Dataset items:
....................

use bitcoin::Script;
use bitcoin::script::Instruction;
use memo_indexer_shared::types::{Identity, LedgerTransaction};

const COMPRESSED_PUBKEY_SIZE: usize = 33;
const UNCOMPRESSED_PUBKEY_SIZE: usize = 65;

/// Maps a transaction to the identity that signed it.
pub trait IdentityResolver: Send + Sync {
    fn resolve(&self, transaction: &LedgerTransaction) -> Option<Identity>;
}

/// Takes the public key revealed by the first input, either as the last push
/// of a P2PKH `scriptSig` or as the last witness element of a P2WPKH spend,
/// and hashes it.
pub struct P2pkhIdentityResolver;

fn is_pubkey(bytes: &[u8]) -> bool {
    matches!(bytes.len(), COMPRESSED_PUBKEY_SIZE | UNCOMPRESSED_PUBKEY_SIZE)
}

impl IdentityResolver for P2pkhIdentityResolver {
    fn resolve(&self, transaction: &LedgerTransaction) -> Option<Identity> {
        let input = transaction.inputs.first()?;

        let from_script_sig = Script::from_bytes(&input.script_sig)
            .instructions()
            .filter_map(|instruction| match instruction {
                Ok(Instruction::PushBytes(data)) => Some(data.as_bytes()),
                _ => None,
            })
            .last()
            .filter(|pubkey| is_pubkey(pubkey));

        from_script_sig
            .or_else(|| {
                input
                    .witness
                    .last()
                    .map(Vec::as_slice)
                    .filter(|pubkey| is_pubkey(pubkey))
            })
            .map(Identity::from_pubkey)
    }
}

....................

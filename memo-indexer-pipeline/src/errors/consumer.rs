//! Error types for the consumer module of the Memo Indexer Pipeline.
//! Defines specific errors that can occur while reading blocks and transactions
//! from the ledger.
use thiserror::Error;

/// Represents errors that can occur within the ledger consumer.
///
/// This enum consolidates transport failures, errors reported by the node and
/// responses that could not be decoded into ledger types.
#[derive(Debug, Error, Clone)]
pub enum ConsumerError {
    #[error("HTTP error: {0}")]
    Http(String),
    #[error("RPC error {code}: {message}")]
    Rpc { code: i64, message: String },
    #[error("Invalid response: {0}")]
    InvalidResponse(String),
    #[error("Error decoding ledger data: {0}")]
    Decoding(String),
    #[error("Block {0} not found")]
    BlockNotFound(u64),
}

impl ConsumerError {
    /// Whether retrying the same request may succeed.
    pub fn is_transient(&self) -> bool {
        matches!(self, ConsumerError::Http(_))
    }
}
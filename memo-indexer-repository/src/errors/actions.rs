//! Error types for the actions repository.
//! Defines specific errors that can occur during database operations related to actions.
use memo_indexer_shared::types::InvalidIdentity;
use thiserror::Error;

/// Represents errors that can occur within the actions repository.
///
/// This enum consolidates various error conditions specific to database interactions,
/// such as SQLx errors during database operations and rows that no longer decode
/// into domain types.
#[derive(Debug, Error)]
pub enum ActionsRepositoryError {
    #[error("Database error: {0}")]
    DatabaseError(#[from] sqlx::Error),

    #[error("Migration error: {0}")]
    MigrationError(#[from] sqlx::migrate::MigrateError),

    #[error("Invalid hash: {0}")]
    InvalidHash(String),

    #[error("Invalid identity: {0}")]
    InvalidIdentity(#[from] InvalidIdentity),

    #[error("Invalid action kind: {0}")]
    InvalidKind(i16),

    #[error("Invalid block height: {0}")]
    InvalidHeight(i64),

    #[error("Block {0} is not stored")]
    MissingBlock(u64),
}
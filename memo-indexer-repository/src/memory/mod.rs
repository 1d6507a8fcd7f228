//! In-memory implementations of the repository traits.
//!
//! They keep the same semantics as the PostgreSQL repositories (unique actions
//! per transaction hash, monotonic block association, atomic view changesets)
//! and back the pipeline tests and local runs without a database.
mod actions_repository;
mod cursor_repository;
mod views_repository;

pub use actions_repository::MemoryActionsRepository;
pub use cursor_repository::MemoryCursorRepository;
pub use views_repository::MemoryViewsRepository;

....................

#### [Assignment]
When a line of the records has the word "same", pick it out and copy it.

#### [Answer space]
    /// Whether retrying the same request may succeed.
//! They keep the same semantics as the PostgreSQL repositories (unique actions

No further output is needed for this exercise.